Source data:
◇ ◇ ◇
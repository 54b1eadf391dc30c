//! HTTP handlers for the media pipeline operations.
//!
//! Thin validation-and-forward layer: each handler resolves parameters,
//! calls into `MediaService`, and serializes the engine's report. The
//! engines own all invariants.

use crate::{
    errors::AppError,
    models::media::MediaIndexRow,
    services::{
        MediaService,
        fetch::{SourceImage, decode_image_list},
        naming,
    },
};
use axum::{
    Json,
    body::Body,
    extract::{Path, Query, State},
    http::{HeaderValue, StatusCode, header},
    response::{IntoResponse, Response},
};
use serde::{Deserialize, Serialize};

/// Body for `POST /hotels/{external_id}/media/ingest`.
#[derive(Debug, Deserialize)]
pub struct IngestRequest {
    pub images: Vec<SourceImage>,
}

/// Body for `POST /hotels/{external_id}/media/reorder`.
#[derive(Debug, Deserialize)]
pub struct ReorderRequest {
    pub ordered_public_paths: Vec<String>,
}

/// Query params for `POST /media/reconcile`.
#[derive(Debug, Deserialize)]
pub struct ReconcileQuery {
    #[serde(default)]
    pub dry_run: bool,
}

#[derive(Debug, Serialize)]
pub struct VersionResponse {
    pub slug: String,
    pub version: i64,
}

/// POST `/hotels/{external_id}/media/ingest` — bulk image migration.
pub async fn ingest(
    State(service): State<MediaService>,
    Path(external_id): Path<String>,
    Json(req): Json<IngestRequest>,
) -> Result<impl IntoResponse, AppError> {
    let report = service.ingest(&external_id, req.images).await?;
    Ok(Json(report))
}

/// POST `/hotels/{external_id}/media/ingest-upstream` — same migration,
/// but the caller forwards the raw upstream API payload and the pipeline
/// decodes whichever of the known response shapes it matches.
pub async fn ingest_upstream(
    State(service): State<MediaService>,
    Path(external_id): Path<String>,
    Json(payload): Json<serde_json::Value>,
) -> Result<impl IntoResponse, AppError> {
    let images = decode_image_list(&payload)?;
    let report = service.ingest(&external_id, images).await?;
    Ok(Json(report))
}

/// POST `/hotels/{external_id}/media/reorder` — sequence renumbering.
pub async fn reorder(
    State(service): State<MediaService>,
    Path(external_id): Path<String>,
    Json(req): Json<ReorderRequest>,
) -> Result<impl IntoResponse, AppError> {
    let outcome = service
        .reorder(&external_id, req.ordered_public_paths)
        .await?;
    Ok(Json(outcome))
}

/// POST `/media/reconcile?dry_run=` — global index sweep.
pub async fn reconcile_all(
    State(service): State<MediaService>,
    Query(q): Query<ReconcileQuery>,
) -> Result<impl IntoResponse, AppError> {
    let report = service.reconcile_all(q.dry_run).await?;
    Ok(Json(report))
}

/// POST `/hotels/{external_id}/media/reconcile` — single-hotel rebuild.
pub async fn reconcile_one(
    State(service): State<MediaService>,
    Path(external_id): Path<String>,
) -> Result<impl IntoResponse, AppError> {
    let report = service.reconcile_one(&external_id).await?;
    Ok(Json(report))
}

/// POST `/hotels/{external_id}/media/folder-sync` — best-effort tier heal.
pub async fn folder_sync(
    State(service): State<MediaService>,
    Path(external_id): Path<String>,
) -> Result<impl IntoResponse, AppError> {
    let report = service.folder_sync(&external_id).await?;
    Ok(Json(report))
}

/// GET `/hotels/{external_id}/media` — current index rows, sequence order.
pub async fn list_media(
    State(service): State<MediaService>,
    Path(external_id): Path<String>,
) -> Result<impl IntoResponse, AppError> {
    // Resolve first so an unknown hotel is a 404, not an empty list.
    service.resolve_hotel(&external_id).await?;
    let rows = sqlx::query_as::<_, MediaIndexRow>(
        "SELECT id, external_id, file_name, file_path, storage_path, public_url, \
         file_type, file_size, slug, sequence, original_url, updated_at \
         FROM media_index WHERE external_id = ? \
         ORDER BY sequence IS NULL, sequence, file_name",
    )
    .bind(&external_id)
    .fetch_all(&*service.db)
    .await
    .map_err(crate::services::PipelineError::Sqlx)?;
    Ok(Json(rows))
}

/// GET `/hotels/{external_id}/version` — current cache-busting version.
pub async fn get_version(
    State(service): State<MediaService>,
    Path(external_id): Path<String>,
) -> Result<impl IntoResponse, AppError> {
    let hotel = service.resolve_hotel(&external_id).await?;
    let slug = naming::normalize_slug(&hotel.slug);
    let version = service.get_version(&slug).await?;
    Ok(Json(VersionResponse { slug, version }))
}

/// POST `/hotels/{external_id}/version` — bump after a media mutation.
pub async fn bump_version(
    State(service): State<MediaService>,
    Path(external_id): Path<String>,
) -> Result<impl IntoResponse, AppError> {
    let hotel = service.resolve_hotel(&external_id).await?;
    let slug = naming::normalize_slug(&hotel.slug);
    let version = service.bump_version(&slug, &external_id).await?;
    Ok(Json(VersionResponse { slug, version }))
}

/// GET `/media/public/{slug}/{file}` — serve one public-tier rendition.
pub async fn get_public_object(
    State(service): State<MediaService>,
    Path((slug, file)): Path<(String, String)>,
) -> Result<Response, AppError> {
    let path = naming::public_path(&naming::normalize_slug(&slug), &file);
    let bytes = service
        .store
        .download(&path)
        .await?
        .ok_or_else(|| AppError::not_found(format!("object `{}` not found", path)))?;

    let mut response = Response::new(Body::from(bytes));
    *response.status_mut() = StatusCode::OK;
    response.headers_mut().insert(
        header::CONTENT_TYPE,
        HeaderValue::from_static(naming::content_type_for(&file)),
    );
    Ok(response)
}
◇ ◇ ◇
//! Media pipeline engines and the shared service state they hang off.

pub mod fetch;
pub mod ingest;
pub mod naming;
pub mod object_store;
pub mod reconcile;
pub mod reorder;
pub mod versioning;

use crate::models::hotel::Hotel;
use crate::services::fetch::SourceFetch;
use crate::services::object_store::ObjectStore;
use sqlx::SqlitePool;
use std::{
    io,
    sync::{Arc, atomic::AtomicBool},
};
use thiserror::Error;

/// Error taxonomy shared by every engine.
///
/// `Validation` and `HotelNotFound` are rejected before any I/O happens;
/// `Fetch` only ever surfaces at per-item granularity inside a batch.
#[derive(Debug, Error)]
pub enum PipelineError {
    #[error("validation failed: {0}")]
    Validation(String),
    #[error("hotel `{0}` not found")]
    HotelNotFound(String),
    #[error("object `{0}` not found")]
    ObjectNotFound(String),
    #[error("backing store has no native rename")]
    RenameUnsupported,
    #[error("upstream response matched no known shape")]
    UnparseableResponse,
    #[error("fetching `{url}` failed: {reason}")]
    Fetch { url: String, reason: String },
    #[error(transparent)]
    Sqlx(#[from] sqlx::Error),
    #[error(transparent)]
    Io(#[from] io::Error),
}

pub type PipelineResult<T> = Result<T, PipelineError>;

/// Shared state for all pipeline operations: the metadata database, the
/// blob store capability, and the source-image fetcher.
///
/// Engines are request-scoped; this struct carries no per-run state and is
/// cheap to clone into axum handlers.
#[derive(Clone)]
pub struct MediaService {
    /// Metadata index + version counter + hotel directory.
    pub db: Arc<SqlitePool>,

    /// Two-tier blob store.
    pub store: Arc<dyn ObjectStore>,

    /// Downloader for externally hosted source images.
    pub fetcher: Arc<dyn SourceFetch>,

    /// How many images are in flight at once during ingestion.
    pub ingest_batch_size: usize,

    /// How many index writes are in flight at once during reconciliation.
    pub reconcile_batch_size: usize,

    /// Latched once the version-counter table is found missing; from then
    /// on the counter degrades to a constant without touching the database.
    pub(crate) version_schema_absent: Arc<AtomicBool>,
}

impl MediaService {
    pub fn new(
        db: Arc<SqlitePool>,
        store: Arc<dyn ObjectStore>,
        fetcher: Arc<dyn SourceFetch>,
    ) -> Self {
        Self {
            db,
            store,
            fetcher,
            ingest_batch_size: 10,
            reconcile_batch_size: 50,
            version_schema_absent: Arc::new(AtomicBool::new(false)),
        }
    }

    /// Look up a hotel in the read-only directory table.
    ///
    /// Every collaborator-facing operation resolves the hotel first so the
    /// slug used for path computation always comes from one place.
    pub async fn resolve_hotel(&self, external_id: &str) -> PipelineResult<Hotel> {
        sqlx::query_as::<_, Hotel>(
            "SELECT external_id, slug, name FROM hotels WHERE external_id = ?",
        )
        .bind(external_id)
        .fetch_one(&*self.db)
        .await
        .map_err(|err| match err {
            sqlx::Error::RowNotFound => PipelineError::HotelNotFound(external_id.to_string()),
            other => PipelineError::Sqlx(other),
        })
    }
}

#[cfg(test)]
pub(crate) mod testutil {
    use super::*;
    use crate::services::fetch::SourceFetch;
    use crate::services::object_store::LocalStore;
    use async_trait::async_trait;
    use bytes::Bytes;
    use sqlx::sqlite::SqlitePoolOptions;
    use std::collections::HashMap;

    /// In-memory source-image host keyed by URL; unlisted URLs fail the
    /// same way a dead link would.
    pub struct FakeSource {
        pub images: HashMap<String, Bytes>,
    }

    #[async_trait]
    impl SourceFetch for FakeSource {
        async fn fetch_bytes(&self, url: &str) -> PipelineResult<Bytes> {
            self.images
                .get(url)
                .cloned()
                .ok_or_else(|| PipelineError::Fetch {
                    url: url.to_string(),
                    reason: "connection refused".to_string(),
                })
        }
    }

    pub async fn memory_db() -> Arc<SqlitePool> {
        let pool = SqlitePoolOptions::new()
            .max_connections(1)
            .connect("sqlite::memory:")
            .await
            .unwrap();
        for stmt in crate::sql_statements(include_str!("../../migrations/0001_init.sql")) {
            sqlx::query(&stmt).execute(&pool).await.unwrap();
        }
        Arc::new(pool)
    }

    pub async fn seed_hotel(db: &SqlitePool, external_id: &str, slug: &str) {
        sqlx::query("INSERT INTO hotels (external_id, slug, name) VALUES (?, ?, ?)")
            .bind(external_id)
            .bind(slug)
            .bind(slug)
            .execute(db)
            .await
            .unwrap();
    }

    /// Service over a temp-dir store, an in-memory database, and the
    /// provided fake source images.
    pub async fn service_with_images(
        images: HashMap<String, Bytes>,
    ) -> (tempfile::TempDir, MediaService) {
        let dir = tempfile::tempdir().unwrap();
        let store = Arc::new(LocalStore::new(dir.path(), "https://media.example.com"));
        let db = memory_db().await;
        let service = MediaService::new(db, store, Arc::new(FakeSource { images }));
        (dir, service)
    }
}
◇ ◇ ◇
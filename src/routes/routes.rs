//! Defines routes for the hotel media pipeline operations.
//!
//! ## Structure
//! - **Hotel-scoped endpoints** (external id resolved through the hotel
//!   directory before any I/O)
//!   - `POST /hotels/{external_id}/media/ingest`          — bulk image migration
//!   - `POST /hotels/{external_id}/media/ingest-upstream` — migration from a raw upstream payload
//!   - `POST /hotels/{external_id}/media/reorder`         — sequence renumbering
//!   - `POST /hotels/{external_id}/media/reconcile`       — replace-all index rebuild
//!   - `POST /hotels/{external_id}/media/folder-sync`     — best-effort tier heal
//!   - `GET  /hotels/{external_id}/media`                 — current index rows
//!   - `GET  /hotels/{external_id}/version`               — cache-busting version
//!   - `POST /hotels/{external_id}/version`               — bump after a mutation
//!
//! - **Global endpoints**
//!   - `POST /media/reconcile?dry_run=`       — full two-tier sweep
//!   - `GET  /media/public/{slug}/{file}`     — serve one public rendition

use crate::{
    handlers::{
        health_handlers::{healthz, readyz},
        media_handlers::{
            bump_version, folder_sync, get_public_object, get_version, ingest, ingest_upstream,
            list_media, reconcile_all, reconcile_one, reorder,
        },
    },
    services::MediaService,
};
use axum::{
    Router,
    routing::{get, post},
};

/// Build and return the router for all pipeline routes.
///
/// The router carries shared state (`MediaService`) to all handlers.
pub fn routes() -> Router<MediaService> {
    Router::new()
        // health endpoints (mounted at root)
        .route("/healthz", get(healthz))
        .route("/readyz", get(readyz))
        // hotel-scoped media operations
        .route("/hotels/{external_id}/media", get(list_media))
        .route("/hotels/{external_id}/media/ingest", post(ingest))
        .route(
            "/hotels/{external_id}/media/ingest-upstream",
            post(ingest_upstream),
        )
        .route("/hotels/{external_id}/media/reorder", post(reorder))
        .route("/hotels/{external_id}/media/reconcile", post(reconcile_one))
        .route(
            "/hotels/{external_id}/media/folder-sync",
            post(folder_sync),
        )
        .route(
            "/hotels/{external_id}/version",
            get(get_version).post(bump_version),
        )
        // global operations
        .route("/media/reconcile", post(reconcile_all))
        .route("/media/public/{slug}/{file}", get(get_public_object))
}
◇ ◇ ◇
What is needed is every line from the data above that includes the string "readyz", copied out.

§ **Task answer**
        health_handlers::{healthz, readyz},
        .route("/readyz", get(readyz))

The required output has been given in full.